Saved data entries
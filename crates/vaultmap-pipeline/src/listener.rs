//! Turns change notifications into parse triggers

use std::collections::BTreeSet;
use std::path::PathBuf;

use tokio::sync::mpsc;
use tokio::task::JoinHandle;
use tracing::{debug, info};
use vaultmap_core::{ChangeNotification, Trigger};

use crate::orchestrator::{ParseOrchestrator, TriggerOutcome};

impl ParseOrchestrator {
    /// Trigger a run for every notification received on `rx`.
    ///
    /// The orchestrator rejects triggers while a run is in flight, so paths
    /// arriving meanwhile are collected and issued as one follow-up trigger
    /// once that run reaches a terminal state. The task ends when `rx` closes
    /// and nothing is pending.
    pub fn listen(&self, mut rx: mpsc::Receiver<ChangeNotification>) -> JoinHandle<()> {
        let orchestrator = self.clone();
        tokio::spawn(async move {
            let mut status = orchestrator.subscribe_status();
            let mut pending: BTreeSet<PathBuf> = BTreeSet::new();
            let mut closed = false;

            loop {
                if !pending.is_empty() {
                    let paths: Vec<PathBuf> = pending.iter().cloned().collect();
                    match orchestrator.trigger_parse(Trigger::Change { paths }) {
                        TriggerOutcome::Accepted(run_id) => {
                            debug!(run_id = %run_id, paths = pending.len(), "change trigger accepted");
                            pending.clear();
                        }
                        TriggerOutcome::AlreadyInProgress(run_id) => {
                            debug!(run_id = %run_id, paths = pending.len(), "run in flight; coalescing changes");
                        }
                    }
                }

                let waiting = !pending.is_empty();
                if closed && !waiting {
                    break;
                }

                tokio::select! {
                    notification = rx.recv(), if !closed => match notification {
                        Some(notification) if notification.is_empty() => {}
                        Some(notification) => pending.extend(notification.paths),
                        None => closed = true,
                    },
                    finished = async { status.wait_for(|report| !report.state.is_in_flight()).await.map(|_| ()) }, if waiting => {
                        if finished.is_err() {
                            break;
                        }
                    }
                }
            }
            info!("change listener stopped");
        })
    }
}
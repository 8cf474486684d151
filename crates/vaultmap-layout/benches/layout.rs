use criterion::{BenchmarkId, Criterion, black_box, criterion_group, criterion_main};
use tokio_util::sync::CancellationToken;
use vaultmap_core::{LayoutConfig, NodeId};
use vaultmap_layout::{LayoutEngine, LayoutInput};

fn sparse_tree(n: usize) -> LayoutInput {
    let ids: Vec<NodeId> = (0..n).map(|i| NodeId::new(format!("n{i:05}"))).collect();
    let edges: Vec<(usize, usize, f64)> = (1..n).map(|i| (i, (i * 7 + 3) % i, 1.0)).collect();
    LayoutInput::from_edges(ids, &edges)
}

fn bench_layout(c: &mut Criterion) {
    let mut group = c.benchmark_group("layout");
    group.sample_size(10);
    for n in [200, 800] {
        let input = sparse_tree(n);
        let brute = LayoutConfig {
            iterations: 50,
            repulsion_cutoff: Some(240.0),
            ..Default::default()
        };
        let grid = LayoutConfig { grid_binning: true, ..brute.clone() };

        group.bench_with_input(BenchmarkId::new("brute_force", n), &input, |b, input| {
            let engine = LayoutEngine::new(brute.clone());
            b.iter(|| engine.run_input(black_box(input), &CancellationToken::new(), |_| {}))
        });
        group.bench_with_input(BenchmarkId::new("grid", n), &input, |b, input| {
            let engine = LayoutEngine::new(grid.clone());
            b.iter(|| engine.run_input(black_box(input), &CancellationToken::new(), |_| {}))
        });
    }
    group.finish();
}

criterion_group!(benches, bench_layout);
criterion_main!(benches);
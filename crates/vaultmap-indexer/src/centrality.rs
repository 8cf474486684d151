//! Weighted PageRank centrality

use tokio_util::sync::CancellationToken;
use vaultmap_core::{CentralityConfig, Result, VaultError};

/// Weighted PageRank over `n` nodes and `(source, target, weight)` edges,
/// normalized by the maximum score into `[floor, 1]`.
///
/// Each iteration passes `damping` of a node's score along its out-edges in
/// proportion to weight. The rest, plus the whole score of nodes without
/// outgoing weight, is spread uniformly. Stops after `max_iterations` or once
/// the L1 change drops below `tolerance`.
pub fn weighted_pagerank(
    n: usize,
    edges: &[(usize, usize, f64)],
    config: &CentralityConfig,
    cancel: &CancellationToken,
) -> Result<Vec<f64>> {
    if n == 0 {
        return Ok(Vec::new());
    }

    let mut out_weight = vec![0.0_f64; n];
    for &(source, _, weight) in edges {
        out_weight[source] += weight.max(0.0);
    }

    let uniform = 1.0 / n as f64;
    let mut scores = vec![uniform; n];
    let mut next = vec![0.0_f64; n];

    for iteration in 0..config.max_iterations {
        if cancel.is_cancelled() {
            return Err(VaultError::Canceled);
        }

        let dangling: f64 = scores
            .iter()
            .zip(&out_weight)
            .filter(|(_, w)| **w <= 0.0)
            .map(|(s, _)| *s)
            .sum();
        let total: f64 = scores.iter().sum();
        let base = ((1.0 - config.damping) * total + config.damping * dangling) / n as f64;
        next.fill(base);

        for &(source, target, weight) in edges {
            if out_weight[source] > 0.0 {
                next[target] += config.damping * scores[source] * weight.max(0.0) / out_weight[source];
            }
        }

        let delta: f64 = scores.iter().zip(&next).map(|(a, b)| (a - b).abs()).sum();
        std::mem::swap(&mut scores, &mut next);
        if delta < config.tolerance {
            tracing::trace!(iteration, delta, "centrality converged");
            break;
        }
    }

    let max = scores.iter().copied().fold(0.0_f64, f64::max);
    let floor = config.floor.clamp(0.0, 1.0);
    Ok(scores
        .into_iter()
        .map(|s| if max > 0.0 { (s / max).clamp(floor, 1.0) } else { 1.0 })
        .collect())
}
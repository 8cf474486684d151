//! vaultmap core: vault graph data model, result cache, configuration

pub mod cache;
pub mod config;
pub mod diagnostics;
pub mod error;
pub mod fingerprint;
pub mod graph;
pub mod model;
pub mod persist;
pub mod source;


#[cfg(test)]
pub mod test_utils;

pub use cache::{CacheStats, NodeDetail, ResultCache, Snapshot};
pub use config::{
    CacheConfig, CentralityConfig, ClassificationConfig, LayoutConfig, ParseConfig, VaultConfig, WatcherConfig,
};
pub use diagnostics::{Diagnostics, ExcludedDocument, LayoutWarning, UnresolvedLink, UnresolvedReason};
pub use error::{DocumentParseError, Result, VaultError};
pub use fingerprint::{Fingerprint, content_hash};
pub use graph::{EdgeInsert, Graph, GraphView};
pub use model::{
    ClassificationRule, Edge, EdgeId, EdgeType, LayoutSnapshot, MatcherKind, Node, NodeId, NodeType, ParseRun,
    Position, RunId, RunStatus, Trigger,
};
pub use persist::{CACHE_DIR, SNAPSHOT_FILE, cache_dir, clear_cache, load_snapshot, save_snapshot, snapshot_path};
pub use source::{ChangeNotification, MemoryVaultSource, SourceFile, VaultSource};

(WHAT YOU SHOULD DO)
All entries above are to be copied exactly, with none left out.

(ANSWER BOX)
filename crates/vaultmap-pipeline/src/listener.rs
//! Turns change notifications into parse triggers

use std::collections::BTreeSet;
use std::path::PathBuf;

use tokio::sync::mpsc;
use tokio::task::JoinHandle;
use tracing::{debug, info};
use vaultmap_core::{ChangeNotification, Trigger};

use crate::orchestrator::{ParseOrchestrator, TriggerOutcome};

impl ParseOrchestrator {
    /// Trigger a run for every notification received on `rx`.
    ///
    /// The orchestrator rejects triggers while a run is in flight, so paths
    /// arriving meanwhile are collected and issued as one follow-up trigger
    /// once that run reaches a terminal state. The task ends when `rx` closes
    /// and nothing is pending.
    pub fn listen(&self, mut rx: mpsc::Receiver<ChangeNotification>) -> JoinHandle<()> {
        let orchestrator = self.clone();
        tokio::spawn(async move {
            let mut status = orchestrator.subscribe_status();
            let mut pending: BTreeSet<PathBuf> = BTreeSet::new();
            let mut closed = false;

            loop {
                if !pending.is_empty() {
                    let paths: Vec<PathBuf> = pending.iter().cloned().collect();
                    match orchestrator.trigger_parse(Trigger::Change { paths }) {
                        TriggerOutcome::Accepted(run_id) => {
                            debug!(run_id = %run_id, paths = pending.len(), "change trigger accepted");
                            pending.clear();
                        }
                        TriggerOutcome::AlreadyInProgress(run_id) => {
                            debug!(run_id = %run_id, paths = pending.len(), "run in flight; coalescing changes");
                        }
                    }
                }

                let waiting = !pending.is_empty();
                if closed && !waiting {
                    break;
                }

                tokio::select! {
                    notification = rx.recv(), if !closed => match notification {
                        Some(notification) if notification.is_empty() => {}
                        Some(notification) => pending.extend(notification.paths),
                        None => closed = true,
                    },
                    finished = async { status.wait_for(|report| !report.state.is_in_flight()).await.map(|_| ()) }, if waiting => {
                        if finished.is_err() {
                            break;
                        }
                    }
                }
            }
            info!("change listener stopped");
        })
    }
}
repository 8cf474486684d151
filename crates/vaultmap-layout/benches/layout.rs
use criterion::{BenchmarkId, Criterion, black_box, criterion_group, criterion_main};
use tokio_util::sync::CancellationToken;
use vaultmap_core::{LayoutConfig, NodeId};
use vaultmap_layout::{LayoutEngine, LayoutInput};

fn sparse_tree(n: usize) -> LayoutInput {
    let ids: Vec<NodeId> = (0..n).map(|i| NodeId::new(format!("n{i:05}"))).collect();
    let edges: Vec<(usize, usize, f64)> = (1..n).map(|i| (i, (i * 7 + 3) % i, 1.0)).collect();
    LayoutInput::from_edges(ids, &edges)
}

fn bench_layout(c: &mut Criterion) {
    let mut group = c.benchmark_group("layout");
    group.sample_size(10);
    for n in [200, 800] {
        let input = sparse_tree(n);
        let brute = LayoutConfig {
            iterations: 50,
            repulsion_cutoff: Some(240.0),
            ..Default::default()
        };
        let grid = LayoutConfig { grid_binning: true, ..brute.clone() };

        group.bench_with_input(BenchmarkId::new("brute_force", n), &input, |b, input| {
            let engine = LayoutEngine::new(brute.clone());
            b.iter(|| engine.run_input(black_box(input), &CancellationToken::new(), |_| {}))
        });
        group.bench_with_input(BenchmarkId::new("grid", n), &input, |b, input| {
            let engine = LayoutEngine::new(grid.clone());
            b.iter(|| engine.run_input(black_box(input), &CancellationToken::new(), |_| {}))
        });
    }
    group.finish();
}

criterion_group!(benches, bench_layout);
criterion_main!(benches);
filename crates/vaultmap-indexer/src/centrality.rs
repository 8cf474486684d151
//! Weighted PageRank centrality

use tokio_util::sync::CancellationToken;
use vaultmap_core::{CentralityConfig, Result, VaultError};

/// Weighted PageRank over `n` nodes and `(source, target, weight)` edges,
/// normalized by the maximum score into `[floor, 1]`.
///
/// Each iteration passes `damping` of a node's score along its out-edges in
/// proportion to weight. The rest, plus the whole score of nodes without
/// outgoing weight, is spread uniformly. Stops after `max_iterations` or once
/// the L1 change drops below `tolerance`.
pub fn weighted_pagerank(
    n: usize,
    edges: &[(usize, usize, f64)],
    config: &CentralityConfig,
    cancel: &CancellationToken,
) -> Result<Vec<f64>> {
    if n == 0 {
        return Ok(Vec::new());
    }

    let mut out_weight = vec![0.0_f64; n];
    for &(source, _, weight) in edges {
        out_weight[source] += weight.max(0.0);
    }

    let uniform = 1.0 / n as f64;
    let mut scores = vec![uniform; n];
    let mut next = vec![0.0_f64; n];

    for iteration in 0..config.max_iterations {
        if cancel.is_cancelled() {
            return Err(VaultError::Canceled);
        }

        let dangling: f64 = scores
            .iter()
            .zip(&out_weight)
            .filter(|(_, w)| **w <= 0.0)
            .map(|(s, _)| *s)
            .sum();
        let total: f64 = scores.iter().sum();
        let base = ((1.0 - config.damping) * total + config.damping * dangling) / n as f64;
        next.fill(base);

        for &(source, target, weight) in edges {
            if out_weight[source] > 0.0 {
                next[target] += config.damping * scores[source] * weight.max(0.0) / out_weight[source];
            }
        }

        let delta: f64 = scores.iter().zip(&next).map(|(a, b)| (a - b).abs()).sum();
        std::mem::swap(&mut scores, &mut next);
        if delta < config.tolerance {
            tracing::trace!(iteration, delta, "centrality converged");
            break;
        }
    }

    let max = scores.iter().copied().fold(0.0_f64, f64::max);
    let floor = config.floor.clamp(0.0, 1.0);
    Ok(scores
        .into_iter()
        .map(|s| if max > 0.0 { (s / max).clamp(floor, 1.0) } else { 1.0 })
        .collect())
}
repository 8cf474486684d151
//! vaultmap core: vault graph data model, result cache, configuration

pub mod cache;
pub mod config;
pub mod diagnostics;
pub mod error;
pub mod fingerprint;
pub mod graph;
pub mod model;
pub mod persist;
pub mod source;


#[cfg(test)]
pub mod test_utils;

pub use cache::{CacheStats, NodeDetail, ResultCache, Snapshot};
pub use config::{
    CacheConfig, CentralityConfig, ClassificationConfig, LayoutConfig, ParseConfig, VaultConfig, WatcherConfig,
};
pub use diagnostics::{Diagnostics, ExcludedDocument, LayoutWarning, UnresolvedLink, UnresolvedReason};
pub use error::{DocumentParseError, Result, VaultError};
pub use fingerprint::{Fingerprint, content_hash};
pub use graph::{EdgeInsert, Graph, GraphView};
pub use model::{
    ClassificationRule, Edge, EdgeId, EdgeType, LayoutSnapshot, MatcherKind, Node, NodeId, NodeType, ParseRun,
    Position, RunId, RunStatus, Trigger,
};
pub use persist::{CACHE_DIR, SNAPSHOT_FILE, cache_dir, clear_cache, load_snapshot, save_snapshot, snapshot_path};
pub use source::{ChangeNotification, MemoryVaultSource, SourceFile, VaultSource};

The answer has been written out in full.